Eine Änderung in der Herangehensweise ist von Nöten: Proaktives Denken „Ja und …“ statt passiver Resistenz „Ja, aber …“ ist der Weg der Zukunft
Utl.: Eine Änderung in der Herangehensweise ist von Nöten:
Proaktives Denken „Ja und …“ statt passiver Resistenz „Ja,
aber …“ ist der Weg der Zukunft =
Wien (OTS) - Alfred Harl, Obmann des Fachverbandes
Unternehmensberatung, Buchhaltung und Informationstechnologie (kurz
UBIT) in der Wirtschaftskammer Österreich (WKÖ), läutete den ersten
CMC Mastersclub des Jahres ein: „Start up oder start nie! Weiß man im
Silicon Valley wie es geht. Steht sich Österreich selber im Weg? Oder
sind traditionelle Gründer von wichtigerer Bedeutung für die
Wirtschaft?“ Am 20. April lud Gastgeber Alfred Harl zwei Experten,
Mario Herger, Gründer und Partner von Enterprise Garage Consulting
aus dem Silicon Valley, und Berthold Baurek-Karlic, CEO von
Venionaire Capital Ges.m.b.H, ins Looshaus am Michaelerplatz in Wien
ein. Gemeinsam sollten Einblicke in das Silicon Valley und dessen
Mind Set gegeben werden. Mario Herger: „Im Silicon Valley herrscht
eine komplett andere Mentalität. Dort gilt in der Praxis ‚Ja und‘. In
Österreich neigen wir dazu ‚Ja, aber …‘ zu sagen. Das liegt an
geringer Risikobereitschaft und fehlender Fehlerkultur. Damit bauen
wir uns selbst Barrieren auf!“
Experten aus der Wirtschaft
Der CMC MastersClub (Certified Management Consultants) ist die
Business Plattform für alle CMCs und veranstaltet exklusive regionale
und bundesweite Networking-Events. Damit wird den CMCs der direkte
Kontakt zu interessanten KooperationspartnerInnen und KundInnen
eröffnet. Neben den Vertretern des Fachverbandes UBIT, Obmann Alfred
Harl und Geschäftsführer Philipp Graf, der incite (Geschäftsführer
Alfons Helmel) und den beiden Impulsgebern Mario Herger und Berthold
Baurek-Karlic fanden sich auch viele Experten aus der
Beratungsbranche ein. Unter den knapp 70 Teilnehmer tummelten sich
unter anderem Renate Juliana Danler, Renate Danler Consulting e.U.,
Alexander Loisel (LOISEL SPIEL ZACH GmbH), Peter Hief (Private
Banking Raiffeisenlandesbank NÖ-Wien), Alexander Klug
(Raiffeisenlandesbank NÖ-Wien), Sabine Fischer (SYMFONY Consulting
Dr. Sabine M. Fischer), Peter Martens vom Österreichischen
Wirtschaftsverlag, Heinz Michalitsch (Michalitsch Consulting) und
viele mehr.
Hidden Champions
„Österreich sei ein Land der Tradition. Österreich ist ein Land des
Wohlstands und gilt als eines der reichsten Länder Europas.

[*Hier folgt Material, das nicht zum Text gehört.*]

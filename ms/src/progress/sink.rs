//! ProgressSink trait and the in-memory sink

use async_trait::async_trait;
use tracing::debug;

use super::{ItemOperation, ItemOutcome, ProcessingState, ProgressError};

/// Receives progress of a suggestion run
///
/// Implementations own the [`ProcessingState`] and decide how `flush`
/// persists it. The state-changing methods only touch memory.
#[async_trait]
pub trait ProgressSink: Send {
    fn state(&self) -> &ProcessingState;

    fn state_mut(&mut self) -> &mut ProcessingState;

    /// Persist the current state
    async fn flush(&mut self) -> Result<(), ProgressError>;

    fn set_expected_progress(&mut self, expected: usize) {
        self.state_mut().set_expected_progress(expected);
    }

    fn record_start(&mut self, key: &str) -> ItemOperation {
        self.state_mut().record_start(key)
    }

    fn record_end(&mut self, op: ItemOperation, outcome: ItemOutcome) {
        self.state_mut().record_end(op, outcome);
    }

    fn record_exception(&mut self, message: &str) {
        self.state_mut().record_exception(message);
    }

    /// Finish the run and persist the final state
    async fn close(&mut self) -> Result<(), ProgressError> {
        self.state_mut().finish();
        self.flush().await
    }
}

/// Keeps the state in memory; flushing only counts calls
#[derive(Debug, Clone)]
pub struct MemoryProgress {
    state: ProcessingState,
    flushes: usize,
}

impl MemoryProgress {
    pub fn new(activity: impl Into<String>) -> Self {
        Self {
            state: ProcessingState::new(activity),
            flushes: 0,
        }
    }

    pub fn flush_count(&self) -> usize {
        self.flushes
    }

    pub fn into_state(self) -> ProcessingState {
        self.state
    }
}

#[async_trait]
impl ProgressSink for MemoryProgress {
    fn state(&self) -> &ProcessingState {
        &self.state
    }

    fn state_mut(&mut self) -> &mut ProcessingState {
        &mut self.state
    }

    async fn flush(&mut self) -> Result<(), ProgressError> {
        self.flushes += 1;
        debug!(flushes = self.flushes, "MemoryProgress::flush: called");
        Ok(())
    }
}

Österreich ist auch ein Land der freien Bildung, was kreative Köpfe
zum Vorschein bringt – Resultat: Hidden Champions!“, erklärte
Berthold Baurek-Karlic das Erfolgsrezept des Wirtschaftsstandorts
Österreichs. „Österreich beherbergt 256 Hidden Champions – nach EU
Definition sogar 350. Österreich ist ein beliebtes Reise- und
Fluchtziel, aber keines für Unternehmer & Talents. Viele junge Leute
verlassen Österreich für eine Karriere in anderen Ländern. Hier
müssen wir definitiv Rahmenbedingungen verbessern!“, ergänzte er. Die
Fakten belegen: Nur ungefähr 10 % der österreichischen Studierenden
möchten nach ihrem Studium selbst Unternehmer werden, der Großteil
möchte in eine Anstellung. Vergleicht man diese Zahlen mit der London
Business School (60%) liegt man doch deutlich zurück.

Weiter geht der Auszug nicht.